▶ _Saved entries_
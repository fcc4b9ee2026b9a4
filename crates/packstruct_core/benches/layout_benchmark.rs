//! # Layout Benchmark
//!
//! Schema parsing and layout computation. Both run once per schema, so
//! this only guards against pathological regressions.

#![allow(missing_docs)]

use criterion::{black_box, criterion_group, criterion_main, Criterion};
use packstruct_core::{Layout, Schema, TypeCache};

fn wide_pairs() -> Vec<(String, String)> {
    let specs = ["bool", "u4", "i7", "u8", "i16/100", "f16", "u12", "f32", "sid", "f64"];
    let mut pairs = vec![("handle".to_owned(), "sid".to_owned())];
    pairs.extend((0..64).map(|i| (format!("f{i}"), specs[i % specs.len()].to_owned())));
    pairs
}

fn bench_schema_parse(c: &mut Criterion) {
    let pairs = wide_pairs();
    c.bench_function("schema_parse_65_fields", |b| {
        b.iter(|| black_box(Schema::from_pairs(pairs.iter().map(|(n, s)| (n, s))).unwrap()));
    });
}

fn bench_layout_compute(c: &mut Criterion) {
    let schema = Schema::from_pairs(wide_pairs()).unwrap();
    c.bench_function("layout_compute_65_fields", |b| {
        b.iter(|| black_box(Layout::compute(black_box(&schema)).stride_bytes()));
    });
}

fn bench_type_cache_hit(c: &mut Criterion) {
    let schema = Schema::from_pairs(wide_pairs()).unwrap();
    let cache = TypeCache::new();
    let _ = cache.get(&schema);
    c.bench_function("type_cache_hit", |b| {
        b.iter(|| black_box(cache.get(&schema).stride_words()));
    });
}

criterion_group!(benches, bench_schema_parse, bench_layout_compute, bench_type_cache_hit);
criterion_main!(benches);
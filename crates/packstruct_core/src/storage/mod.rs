//! # Record Storage
//!
//! - [`DenseStore`]: cursor-addressed, compacting record buffer
//! - [`Handle`]: stable record identifiers issued by [`crate::Store`]
//! - [`RefTable`]: side tables backing `obj`/`str` fields

mod dense;
mod handle;
mod refs;

pub use dense::{DenseStore, Instance, ObjectRef, Relocation};
pub use handle::Handle;
pub use refs::RefTable;
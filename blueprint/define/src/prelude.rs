//! Convenient re-exports for declaring API contracts.
//!
//! ```
//! use blueprint_define::prelude::*;
//!
//! let api = as_api(vec![
//!     Endpoint::new(Method::Get, "/items", Schema::any().array()),
//!     Endpoint::new(Method::Post, "/items", Schema::any())
//!         .with_parameter(Parameter::new("body", ParameterKind::Body, Schema::any())),
//! ])
//! .unwrap();
//!
//! assert_eq!(api.len(), 2);
//! ```

pub use crate::api::{ApiDefinition, as_api, as_endpoint, as_errors, as_parameters};
pub use crate::builder::{ApiBuilder, ParametersBuilder, api_builder, parameters_builder};
pub use crate::compose::{merge_apis, prefix_api};
pub use crate::crud::generate_crud;
pub use crate::errors::DuplicateEndpointError;
pub use crate::schema::{Field, Schema, SchemaCapability};
pub use crate::types::{Endpoint, ErrorResponse, ErrorStatus, Method, Parameter, ParameterKind};
pub use crate::validation::check_api;
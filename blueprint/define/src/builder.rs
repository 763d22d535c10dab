//! Incremental, immutable builders for endpoints lists and parameter lists.
//!
//! Both builders have value semantics: every `add_*` call takes `&self` and
//! returns a new builder, so an intermediate state can be kept and branched
//! into several different definitions.

use tracing::trace;

use crate::api::{ApiDefinition, as_api};
use crate::errors::DuplicateEndpointError;
use crate::schema::Schema;
use crate::types::{Endpoint, Parameter, ParameterKind};

/// Accumulates endpoints one at a time and validates them on [`build`](Self::build).
///
/// ## Examples
///
/// ```
/// use blueprint_define::{api_builder, Endpoint, Method, Schema};
///
/// let base = api_builder(Endpoint::new(Method::Get, "/users", Schema::any()));
///
/// // Branch two definitions from the same intermediate state
/// let with_post = base.add_endpoint(Endpoint::new(Method::Post, "/users", Schema::any()));
/// let with_dup = base.add_endpoint(Endpoint::new(Method::Get, "/users", Schema::any()));
///
/// assert_eq!(base.endpoints().len(), 1);
/// assert_eq!(with_post.build().unwrap().len(), 2);
/// assert_eq!(with_dup.build().unwrap_err().key(), "get /users");
/// ```
#[derive(Debug, Clone, PartialEq)]
pub struct ApiBuilder<S = Schema> {
    endpoints: Vec<Endpoint<S>>,
}

impl<S: Clone> ApiBuilder<S> {
    /// Starts a builder holding a single endpoint.
    pub fn new(initial: Endpoint<S>) -> Self {
        Self {
            endpoints: vec![initial],
        }
    }

    /// Returns a new builder with `endpoint` appended. `self` is unchanged.
    #[must_use]
    pub fn add_endpoint(&self, endpoint: Endpoint<S>) -> Self {
        trace!(key = %endpoint.key(), position = self.endpoints.len(), "adding endpoint");
        let mut endpoints = Vec::with_capacity(self.endpoints.len() + 1);
        endpoints.extend_from_slice(&self.endpoints);
        endpoints.push(endpoint);
        Self { endpoints }
    }

    /// Endpoints accumulated so far, in insertion order.
    pub fn endpoints(&self) -> &[Endpoint<S>] {
        &self.endpoints
    }

    /// Validates the accumulated endpoints and returns them as a definition.
    ///
    /// ## Errors
    ///
    /// Returns [`DuplicateEndpointError`] if two endpoints share method and path.
    pub fn build(&self) -> Result<ApiDefinition<S>, DuplicateEndpointError> {
        as_api(self.endpoints.clone())
    }
}

/// Starts an [`ApiBuilder`] from its first endpoint.
pub fn api_builder<S: Clone>(initial: Endpoint<S>) -> ApiBuilder<S> {
    ApiBuilder::new(initial)
}

/// Accumulates parameter descriptions with the same value semantics as
/// [`ApiBuilder`]. No validation is performed.
///
/// ## Examples
///
/// ```
/// use blueprint_define::{parameters_builder, ParameterKind, Schema};
///
/// let params = parameters_builder()
///     .add_path("id", Schema::integer())
///     .add_query("expand", Schema::boolean())
///     .build();
///
/// assert_eq!(params.len(), 2);
/// assert_eq!(params[0].kind, ParameterKind::Path);
/// ```
#[derive(Debug, Clone, PartialEq)]
pub struct ParametersBuilder<S = Schema> {
    parameters: Vec<Parameter<S>>,
}

impl<S: Clone> Default for ParametersBuilder<S> {
    fn default() -> Self {
        Self {
            parameters: Vec::new(),
        }
    }
}

impl<S: Clone> ParametersBuilder<S> {
    /// Starts an empty builder.
    pub fn new() -> Self {
        Self::default()
    }

    /// Returns a new builder with `parameter` appended. `self` is unchanged.
    #[must_use]
    pub fn add_parameter(&self, parameter: Parameter<S>) -> Self {
        let mut parameters = self.parameters.clone();
        parameters.push(parameter);
        Self { parameters }
    }

    /// Appends a path parameter.
    #[must_use]
    pub fn add_path(&self, name: impl Into<String>, schema: S) -> Self {
        self.add_parameter(Parameter::new(name, ParameterKind::Path, schema))
    }

    /// Appends a query parameter.
    #[must_use]
    pub fn add_query(&self, name: impl Into<String>, schema: S) -> Self {
        self.add_parameter(Parameter::new(name, ParameterKind::Query, schema))
    }

    /// Appends a header parameter.
    #[must_use]
    pub fn add_header(&self, name: impl Into<String>, schema: S) -> Self {
        self.add_parameter(Parameter::new(name, ParameterKind::Header, schema))
    }

    /// Appends a body parameter.
    #[must_use]
    pub fn add_body(&self, name: impl Into<String>, schema: S) -> Self {
        self.add_parameter(Parameter::new(name, ParameterKind::Body, schema))
    }

    /// Returns the accumulated parameters in insertion order.
    pub fn build(&self) -> Vec<Parameter<S>> {
        self.parameters.clone()
    }
}

/// Starts an empty [`ParametersBuilder`].
pub fn parameters_builder<S: Clone>() -> ParametersBuilder<S> {
    ParametersBuilder::new()
}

▶ _AIM OF THE EXERCISE_
From the records above, transcribe without alteration every line from the one with "fn wide_pairs() ->" to the one with "let mut pairs", inclusive.

▶ _OUTPUT OF THE TASK_
fn wide_pairs() -> Vec<(String, String)> {
    let specs = ["bool", "u4", "i7", "u8", "i16/100", "f16", "u12", "f32", "sid", "f64"];
    let mut pairs = vec![("handle".to_owned(), "sid".to_owned())];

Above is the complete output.